I think we need to dissect your question a little bit to first figure out, what you really want to do, then, how this can be done and if such an analysis gives you a valid output
On the contrary, it is perfectly possible to automate analyses based on a color threshold, but first to the definition of the problem:
The combination of the last two statement puzzle me (and I guess also @volker).
Is your purpose to:
- to measure intensity values from the image? Then what do you expect that the RGB and/or the mean intensity (which in your case is just a mathematical combination of the RGB values) will tell you. To this end it would be good if you can provide an example image (as PNG or TIF) and a clearly specified definition of what exactly you try to do or measure in that image.
- do you want to measure and count particles by thresholding them based on their color and intensity?
- do you need to threshold the particles based on color and intensity and then in addition to their number also measure intensity and/or color values.
I am asking so detailed, because depending on what kind of sample you have, analysis of a color value of a mean value from combined colors will not be a valid output. So, this depends on your sample, image and research question.
As @volker elaborated already the two methods are different and you should decide finally for one. The Auto Threshold in the Color Threshold plugin is only calculated for the brightness channel and the result is combined with your manual selections from the other 2 channels (e.g. Hue and Saturation in the HSB color space).
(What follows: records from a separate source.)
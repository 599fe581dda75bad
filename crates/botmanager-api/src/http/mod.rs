//! HTTP/REST API layer for the bot manager.
//!
//! Axum-based REST API at `/v1/` with scoped API key authentication,
//! envelope response format, and CORS support.

pub mod error;
pub mod extractors;
pub mod handlers;
pub mod response;
pub mod router;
So, it also matters in which color space (RGB, HSB, Lab, YUV) you do this and at which values you place the manual thresholds in the remaining 2 channels.
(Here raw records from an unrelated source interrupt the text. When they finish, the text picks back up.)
//! Bot resource service.
//!
//! Wraps every repository call in the same envelope: start a session, begin a
//! transaction, run the repository operation, then commit on success or
//! abandon on failure, releasing the session either way. Lifecycle events are
//! logged under a span supplied at construction.

use botmanager_types::bot::{Bot, BotId, BotUpdate, NewBot, ProjectId};
use botmanager_types::error::BotError;
use tracing::Instrument;

use crate::context::RequestContext;
use crate::repository::bot::{BotRepository, OwnedBotRepository};
use crate::repository::{BotStore, SessionMode};
use crate::service::transaction::TransactionScope;

/// Static description of one service operation.
struct Operation {
    name: &'static str,
    mode: SessionMode,
    done: &'static str,
    failed: &'static str,
}

const CREATE: Operation = Operation {
    name: "create_bot",
    mode: SessionMode::ReadWrite,
    done: "inserted new bot",
    failed: "failed to insert new bot",
};

const UPDATE: Operation = Operation {
    name: "update_bot",
    mode: SessionMode::ReadWrite,
    done: "updated bot",
    failed: "failed to update bot",
};

const DELETE: Operation = Operation {
    name: "delete_bot",
    mode: SessionMode::ReadWrite,
    done: "deleted bot",
    failed: "failed to delete bot",
};

const GET_BY_NAME: Operation = Operation {
    name: "get_bot_by_name",
    mode: SessionMode::ReadOnly,
    done: "found bot",
    failed: "failed to find bot",
};

const GET_BY_ID: Operation = Operation {
    name: "get_bot_by_id",
    mode: SessionMode::ReadOnly,
    done: "found bot",
    failed: "failed to find bot",
};

const LIST_BY_PROJECT: Operation = Operation {
    name: "get_bots_by_project_id",
    mode: SessionMode::ReadOnly,
    done: "fetched bots",
    failed: "failed to find bots",
};

/// What a successful operation reports in its lifecycle log.
trait Outcome {
    fn log_success(&self, message: &'static str);
}

impl Outcome for Bot {
    fn log_success(&self, message: &'static str) {
        tracing::info!(bot_id = %self.id, owner = %self.owner, "{message}");
    }
}

impl Outcome for Vec<Bot> {
    fn log_success(&self, message: &'static str) {
        tracing::info!(count = self.len(), "{message}");
    }
}

/// Service exposing the bot operations the HTTP binding calls.
///
/// Generic over the store and repository so tests can run against the
/// in-memory store; the binary pins it to SQLite.
pub struct BotService<B: BotStore, R: BotRepository = OwnedBotRepository> {
    store: B,
    repo: R,
    span: tracing::Span,
}

impl<B: BotStore> BotService<B> {
    /// Create a service over `store` using the ownership-scoped repository.
    pub fn new(store: B) -> Self {
        Self::with_repository(store, OwnedBotRepository::new())
    }
}

impl<B: BotStore, R: BotRepository> BotService<B, R> {
    pub fn with_repository(store: B, repo: R) -> Self {
        Self {
            store,
            repo,
            span: tracing::info_span!("bot_service"),
        }
    }

    /// Parent span for every lifecycle event this service emits.
    pub fn with_span(mut self, span: tracing::Span) -> Self {
        self.span = span;
        self
    }

    pub fn store(&self) -> &B {
        &self.store
    }

    pub async fn create_bot(&self, ctx: &RequestContext, draft: NewBot) -> Result<Bot, BotError> {
        let op = &CREATE;
        async {
            let mut scope = self.open(ctx, op).await?;
            let result = self.repo.insert_one(ctx, scope.session(), draft).await;
            self.settle(ctx, op, scope, result).await
        }
        .instrument(self.span_for(ctx, op))
        .await
    }

    pub async fn update_bot(
        &self,
        ctx: &RequestContext,
        update: BotUpdate,
    ) -> Result<Bot, BotError> {
        let op = &UPDATE;
        async {
            let mut scope = self.open(ctx, op).await?;
            let result = self.repo.update_one(ctx, scope.session(), update).await;
            self.settle(ctx, op, scope, result).await
        }
        .instrument(self.span_for(ctx, op))
        .await
    }

    /// Delete a bot and return the removed document.
    pub async fn delete_bot(&self, ctx: &RequestContext, id: BotId) -> Result<Bot, BotError> {
        let op = &DELETE;
        async {
            let mut scope = self.open(ctx, op).await?;
            let result = self.repo.delete_one_by_id(ctx, scope.session(), id).await;
            self.settle(ctx, op, scope, result).await
        }
        .instrument(self.span_for(ctx, op))
        .await
    }

    pub async fn get_bot_by_name(&self, ctx: &RequestContext, name: &str) -> Result<Bot, BotError> {
        let op = &GET_BY_NAME;
        async {
            let mut scope = self.open(ctx, op).await?;
            let result = self.repo.find_one_by_name(ctx, scope.session(), name).await;
            self.settle(ctx, op, scope, result).await
        }
        .instrument(self.span_for(ctx, op))
        .await
    }

    pub async fn get_bot_by_id(&self, ctx: &RequestContext, id: BotId) -> Result<Bot, BotError> {
        let op = &GET_BY_ID;
        async {
            let mut scope = self.open(ctx, op).await?;
            let result = self.repo.find_one_by_id(ctx, scope.session(), id).await;
            self.settle(ctx, op, scope, result).await
        }
        .instrument(self.span_for(ctx, op))
        .await
    }

    pub async fn get_bots_by_project_id(
        &self,
        ctx: &RequestContext,
        project_id: ProjectId,
    ) -> Result<Vec<Bot>, BotError> {
        let op = &LIST_BY_PROJECT;
        async {
            let mut scope = self.open(ctx, op).await?;
            let result = self
                .repo
                .find_many_by_project_id(ctx, scope.session(), project_id)
                .await;
            self.settle(ctx, op, scope, result).await
        }
        .instrument(self.span_for(ctx, op))
        .await
    }

    fn span_for(&self, ctx: &RequestContext, op: &Operation) -> tracing::Span {
        tracing::info_span!(
            parent: &self.span,
            "bot_operation",
            operation = op.name,
            request_id = %ctx.request_id,
        )
    }

    async fn open(
        &self,
        ctx: &RequestContext,
        op: &Operation,
    ) -> Result<TransactionScope<B::Session>, BotError> {
        TransactionScope::open(&self.store, ctx, op.mode)
            .await
            .inspect_err(|e| tracing::error!(error = %e, "failed to open store transaction"))
    }

    /// Commit on success, abandon on failure. Errors pass through unchanged.
    async fn settle<T: Outcome>(
        &self,
        ctx: &RequestContext,
        op: &Operation,
        scope: TransactionScope<B::Session>,
        result: Result<T, BotError>,
    ) -> Result<T, BotError> {
        match result {
            Ok(value) => {
                if let Err(e) = scope.commit(ctx).await {
                    tracing::error!(error = %e, "{}", op.failed);
                    return Err(e);
                }
                value.log_success(op.done);
                Ok(value)
            }
            Err(e) => {
                scope.abandon().await;
                match &e {
                    BotError::NotFound | BotError::Conflict(_) | BotError::InvalidInput(_) => {
                        tracing::warn!(error = %e, "{}", op.failed);
                    }
                    _ => tracing::error!(error = %e, "{}", op.failed),
                }
                Err(e)
            }
        }
    }
}

#[cfg(test)]
mod tests {
    use super::*;
    use crate::repository::memory::{InMemoryBotStore, StoreFaults};
    use botmanager_types::identity::{Principal, Scope};
    use serde_json::json;

    fn ctx(owner: &str) -> RequestContext {
        RequestContext::authenticated(Principal::new(owner, vec![Scope::Read, Scope::Write]))
    }

    fn draft(name: &str, project: ProjectId) -> NewBot {
        NewBot {
            name: name.to_string(),
            project_id: project,
            description: None,
            config: None,
        }
    }

    fn service() -> BotService<InMemoryBotStore> {
        BotService::new(InMemoryBotStore::new())
    }

    #[tokio::test]
    async fn test_create_then_get_round_trip() {
        let service = service();
        let owner = ctx("owner-a");

        let created = service
            .create_bot(&owner, draft("alpha", ProjectId::new()))
            .await
            .unwrap();
        let fetched = service.get_bot_by_id(&owner, created.id).await.unwrap();
        let by_name = service.get_bot_by_name(&owner, "alpha").await.unwrap();

        assert_eq!(fetched, created);
        assert_eq!(by_name, created);
        assert_eq!(service.store().open_sessions(), 0);
    }

    #[tokio::test]
    async fn test_owner_scenario() {
        let service = service();
        let a = ctx("owner-a");
        let b = ctx("owner-b");
        let p1 = ProjectId::new();

        let first = service.create_bot(&a, draft("alpha", p1)).await.unwrap();
        assert_eq!(first.owner.as_str(), "owner-a");

        let other = service.create_bot(&b, draft("alpha", p1)).await.unwrap();
        assert_ne!(other.id, first.id);

        let dup = service.create_bot(&a, draft("alpha", p1)).await.unwrap_err();
        assert!(matches!(dup, BotError::Conflict(_)));

        let deleted = service.delete_bot(&a, first.id).await.unwrap();
        assert_eq!(deleted, first);

        let gone = service.get_bot_by_id(&a, first.id).await.unwrap_err();
        assert!(matches!(gone, BotError::NotFound));

        // B's bot is untouched.
        let theirs = service.get_bot_by_id(&b, other.id).await.unwrap();
        assert_eq!(theirs, other);
    }

    #[tokio::test]
    async fn test_cross_owner_access_is_not_found() {
        let service = service();
        let a = ctx("owner-a");
        let b = ctx("owner-b");
        let project = ProjectId::new();

        let bot = service.create_bot(&a, draft("alpha", project)).await.unwrap();

        assert!(matches!(
            service.get_bot_by_id(&b, bot.id).await,
            Err(BotError::NotFound)
        ));
        assert!(matches!(
            service.get_bot_by_name(&b, "alpha").await,
            Err(BotError::NotFound)
        ));
        assert!(matches!(
            service.delete_bot(&b, bot.id).await,
            Err(BotError::NotFound)
        ));
        assert!(
            service
                .get_bots_by_project_id(&b, project)
                .await
                .unwrap()
                .is_empty()
        );
        assert_eq!(service.get_bot_by_id(&a, bot.id).await.unwrap(), bot);
    }

    #[tokio::test]
    async fn test_update_round_trip() {
        let service = service();
        let a = ctx("owner-a");
        let bot = service
            .create_bot(&a, draft("alpha", ProjectId::new()))
            .await
            .unwrap();

        let updated = service
            .update_bot(
                &a,
                BotUpdate {
                    id: bot.id,
                    name: "alpha-2".to_string(),
                    project_id: bot.project_id,
                    description: Some("second take".to_string()),
                    config: Some(json!({"temperature": 0.2})),
                },
            )
            .await
            .unwrap();

        assert_eq!(updated.name, "alpha-2");
        assert_eq!(service.get_bot_by_id(&a, bot.id).await.unwrap(), updated);
    }

    #[tokio::test]
    async fn test_empty_project_is_empty_list() {
        let service = service();
        let bots = service
            .get_bots_by_project_id(&ctx("owner-a"), ProjectId::new())
            .await
            .unwrap();
        assert!(bots.is_empty());
    }

    #[tokio::test]
    async fn test_commit_failure_is_reported_and_rolled_back() {
        let service = service();
        service.store().set_faults(StoreFaults {
            fail_commit: true,
            ..Default::default()
        });

        let err = service
            .create_bot(&ctx("owner-a"), draft("alpha", ProjectId::new()))
            .await
            .unwrap_err();

        assert!(matches!(err, BotError::Unavailable(_)));
        assert!(service.store().is_empty());
        assert_eq!(service.store().open_sessions(), 0);
    }

    #[tokio::test]
    async fn test_session_and_begin_failures_are_unavailable() {
        let service = service();

        service.store().set_faults(StoreFaults {
            fail_session: true,
            ..Default::default()
        });
        let err = service
            .get_bot_by_id(&ctx("owner-a"), BotId::new())
            .await
            .unwrap_err();
        assert!(matches!(err, BotError::Unavailable(_)));

        service.store().set_faults(StoreFaults {
            fail_begin: true,
            ..Default::default()
        });
        let err = service
            .create_bot(&ctx("owner-a"), draft("alpha", ProjectId::new()))
            .await
            .unwrap_err();
        assert!(matches!(err, BotError::Unavailable(_)));
        assert_eq!(service.store().open_sessions(), 0);
    }

    #[tokio::test]
    async fn test_failed_operation_leaves_no_trace() {
        let service = service();
        let a = ctx("owner-a");
        let project = ProjectId::new();
        service.create_bot(&a, draft("alpha", project)).await.unwrap();
        let beta = service.create_bot(&a, draft("beta", project)).await.unwrap();

        // Renaming onto an existing name fails inside the transaction.
        let err = service
            .update_bot(
                &a,
                BotUpdate {
                    id: beta.id,
                    name: "alpha".to_string(),
                    project_id: project,
                    description: None,
                    config: None,
                },
            )
            .await
            .unwrap_err();
        assert!(matches!(err, BotError::Conflict(_)));
        assert_eq!(service.get_bot_by_id(&a, beta.id).await.unwrap(), beta);
        assert_eq!(service.store().open_sessions(), 0);
    }

    #[tokio::test]
    async fn test_missing_identity_is_unauthenticated() {
        let service = service();
        let anonymous = RequestContext::new(uuid::Uuid::now_v7());
        let err = service
            .create_bot(&anonymous, draft("alpha", ProjectId::new()))
            .await
            .unwrap_err();
        assert!(matches!(err, BotError::Unauthenticated(_)));
        assert!(service.store().is_empty());
    }

    #[tokio::test]
    async fn test_cancelled_request_is_cancelled() {
        let service = service();
        let a = ctx("owner-a");
        a.cancel();
        let err = service
            .get_bots_by_project_id(&a, ProjectId::new())
            .await
            .unwrap_err();
        assert!(matches!(err, BotError::Cancelled));
        assert_eq!(service.store().open_sessions(), 0);
    }
}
The Auto Threshold you choose from the AutoThreshold plugin or the manual Threshold… plugin works directly on the intensities of the input image and therefore needs a single gray scale channel.
That means for the first method your input is a color image and for the second the input is a grayscale image. This and the way the two thresholding methods work are two reasons why the results naturally will be differ in partical number and size.
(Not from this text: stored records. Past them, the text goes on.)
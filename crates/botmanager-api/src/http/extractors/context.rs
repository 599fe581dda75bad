//! Builds the per-request [`RequestContext`] handed to the bot service, and
//! the layer that assigns every request its id.

use std::convert::Infallible;

use axum::extract::{FromRequestParts, Request};
use axum::http::HeaderValue;
use axum::http::request::Parts;
use axum::middleware::Next;
use axum::response::Response;
use uuid::Uuid;

use botmanager_core::context::RequestContext;
use botmanager_types::identity::Principal;

use crate::http::error::ErrorParts;
use crate::state::AppState;

/// Id assigned to a request before auth runs.
#[derive(Debug, Clone, Copy)]
pub struct RequestId(pub Uuid);

/// Assign a request id, echo it as `x-request-id`, and stamp it into error
/// envelopes so failures can be matched to the operation's span.
pub async fn assign_request_id(mut req: Request, next: Next) -> Response {
    let id = Uuid::now_v7();
    req.extensions_mut().insert(RequestId(id));

    let mut response = next.run(req).await;
    if let Some(parts) = response.extensions_mut().remove::<ErrorParts>() {
        response = parts.render(id.to_string());
    }
    if let Ok(value) = HeaderValue::from_str(&id.to_string()) {
        response.headers_mut().insert("x-request-id", value);
    }
    response
}

/// The caller's request context: principal from the auth layer plus the
/// configured request deadline.
///
/// Extraction never fails. A route without the auth layer yields a context
/// with no principal, which the core rejects as unauthenticated.
pub struct Caller(pub RequestContext);

impl FromRequestParts<AppState> for Caller {
    type Rejection = Infallible;

    async fn from_request_parts(
        parts: &mut Parts,
        state: &AppState,
    ) -> Result<Self, Self::Rejection> {
        let request_id = parts
            .extensions
            .get::<RequestId>()
            .map_or_else(Uuid::now_v7, |id| id.0);
        let ctx = RequestContext::new(request_id)
            .with_timeout(state.config.request_timeout());

        let ctx = match parts.extensions.get::<Principal>() {
            Some(principal) => ctx.with_principal(principal.clone()),
            None => {
                tracing::error!(
                    path = %parts.uri.path(),
                    "no principal on request, auth layer missing from route"
                );
                ctx
            }
        };

        Ok(Caller(ctx))
    }
}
Another thing to consider is that when you mention…
…please be aware that if you just convert an RGB image to grayscale (e.g. 8-bit) ImageJ has 2 possible ways in converting your image. In both you loose quite a lot of information because the color image can have over 16 million colors, while the 8-bit image can only store 256 intensity values. Therefore, colors will be combined in either weighted or unweighted fashion. This also influences the final intensity measurement. In most cases measuring intensities from converted images is not meaningful.
So, there are many parameters to consider to define the way in which you can do your analysis and not every one will give you results which scientifically make sense.
Best, post an image and the definition of the exact parameters you want to measure (intensity, particle number,…). This will enable people here to help you in a more specific way.